Problem details:
Please give back, word for word, only the lines starting at the one containing "rest = &escaped[end" and ending at the one containing "if let Some(value)" within the material below.

*-*-*

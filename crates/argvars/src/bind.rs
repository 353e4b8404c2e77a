//! Single pass template substitution

fn is_var_name(name: &str) -> bool {
    !name.is_empty() && name.chars().all(|c| c.is_ascii_alphanumeric() || c == '_')
}

/// Substitute `{Name}` references in `template` using `lookup`.
///
/// Names that `lookup` does not know are replaced with the empty string. A
/// backslash directly before `{` is dropped and the braced section is copied
/// through untouched. A `{` without a closing `}`, or braces which do not
/// enclose a plain identifier, are copied through as well. Substituted values
/// are never scanned again.
pub fn bind_with<'a, F>(template: &str, lookup: F) -> String
where
    F: Fn(&str) -> Option<&'a str>,
{
    let mut out = String::with_capacity(template.len());
    let mut rest = template;

    while let Some(pos) = rest.find(['\\', '{']) {
        out.push_str(&rest[..pos]);
        let tail = &rest[pos..];

        if let Some(escaped) = tail.strip_prefix('\\') {
            if !escaped.starts_with('{') {
                out.push('\\');
                rest = escaped;
                continue;
            }
            match escaped.find('}') {
                Some(end) => {
                    out.push_str(&escaped[..=end]);
                    rest = &escaped[end + 1..];
                }
                None => {
                    out.push_str(escaped);
                    rest = "";
                }
            }
            continue;
        }

        // tail starts with '{'
        match tail.find('}') {
            Some(end) if is_var_name(&tail[1..end]) => {
                if let Some(value) = lookup(&tail[1..end]) {
                    out.push_str(value);
                }
                rest = &tail[end + 1..];
            }
            Some(_) => {
                out.push('{');
                rest = &tail[1..];
            }
            None => {
                out.push_str(tail);
                rest = "";
            }
        }
    }

    out.push_str(rest);
    out
}

/// Names of every variable `template` would substitute, in order of appearance
pub fn template_vars(template: &str) -> Vec<String> {
    let mut names = Vec::new();
    let mut rest = template;

    while let Some(pos) = rest.find(['\\', '{']) {
        let tail = &rest[pos..];
        if let Some(escaped) = tail.strip_prefix('\\') {
            rest = match (escaped.starts_with('{'), escaped.find('}')) {
                (true, Some(end)) => &escaped[end + 1..],
                (true, None) => "",
                (false, _) => escaped,
            };
            continue;
        }
        match tail.find('}') {
            Some(end) if is_var_name(&tail[1..end]) => {
                names.push(tail[1..end].to_string());
                rest = &tail[end + 1..];
            }
            Some(_) => rest = &tail[1..],
            None => rest = "",
        }
    }

    names
}

#[cfg(test)]
mod tests {
    use std::collections::HashMap;

    use super::*;

    fn values() -> HashMap<&'static str, &'static str> {
        HashMap::from([("X", "{Y}"), ("Y", "Z"), ("Name", "value")])
    }

    fn bind(template: &str) -> String {
        let values = values();
        bind_with(template, |name| values.get(name).copied())
    }

    #[test]
    fn plain_identifiers_are_untouched() {
        assert_eq!(bind("Name"), "Name");
        assert_eq!(bind("X Y Name"), "X Y Name");
    }

    #[test]
    fn braced_names_are_substituted() {
        assert_eq!(bind("{Name}"), "value");
        assert_eq!(bind("a{Name}b{Y}c"), "avaluebZc");
    }

    #[test]
    fn undefined_names_are_empty() {
        assert_eq!(bind("[{Missing}]"), "[]");
    }

    #[test]
    fn escaped_braces_are_kept() {
        assert_eq!(bind("\\{Name}"), "{Name}");
        assert_eq!(bind("x \\{Name} {Name}"), "x {Name} value");
        assert_eq!(bind("\\{unterminated"), "{unterminated");
    }

    #[test]
    fn lone_backslash_is_kept() {
        assert_eq!(bind("C:\\dir\\{Name}"), "C:\\dir{Name}");
        assert_eq!(bind("trailing\\"), "trailing\\");
    }

    #[test]
    fn substitution_is_not_recursive() {
        assert_eq!(bind("{X}"), "{Y}");
    }

    #[test]
    fn unterminated_brace_passes_through() {
        assert_eq!(bind("open { brace"), "open { brace");
        assert_eq!(bind("{Name} and {"), "value and {");
    }

    #[test]
    fn non_identifier_braces_pass_through() {
        assert_eq!(bind(r#"{"key": 1}"#), r#"{"key": 1}"#);
        assert_eq!(bind("{}"), "{}");
        assert_eq!(bind("{{Name}}"), "{value}");
    }

    #[test]
    fn lists_template_vars() {
        assert_eq!(
            template_vars("{FilePath} \\{Skipped} {PromptString1} {not a var}"),
            vec!["FilePath".to_string(), "PromptString1".to_string()]
        );
        assert!(template_vars("no vars here").is_empty());
    }
}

*-*-*

Task solution:
                    rest = &escaped[end + 1..];
                }
                None => {
                    out.push_str(escaped);
                    rest = "";
                }
            }
            continue;
        }

        // tail starts with '{'
        match tail.find('}') {
            Some(end) if is_var_name(&tail[1..end]) => {
                if let Some(value) = lookup(&tail[1..end]) {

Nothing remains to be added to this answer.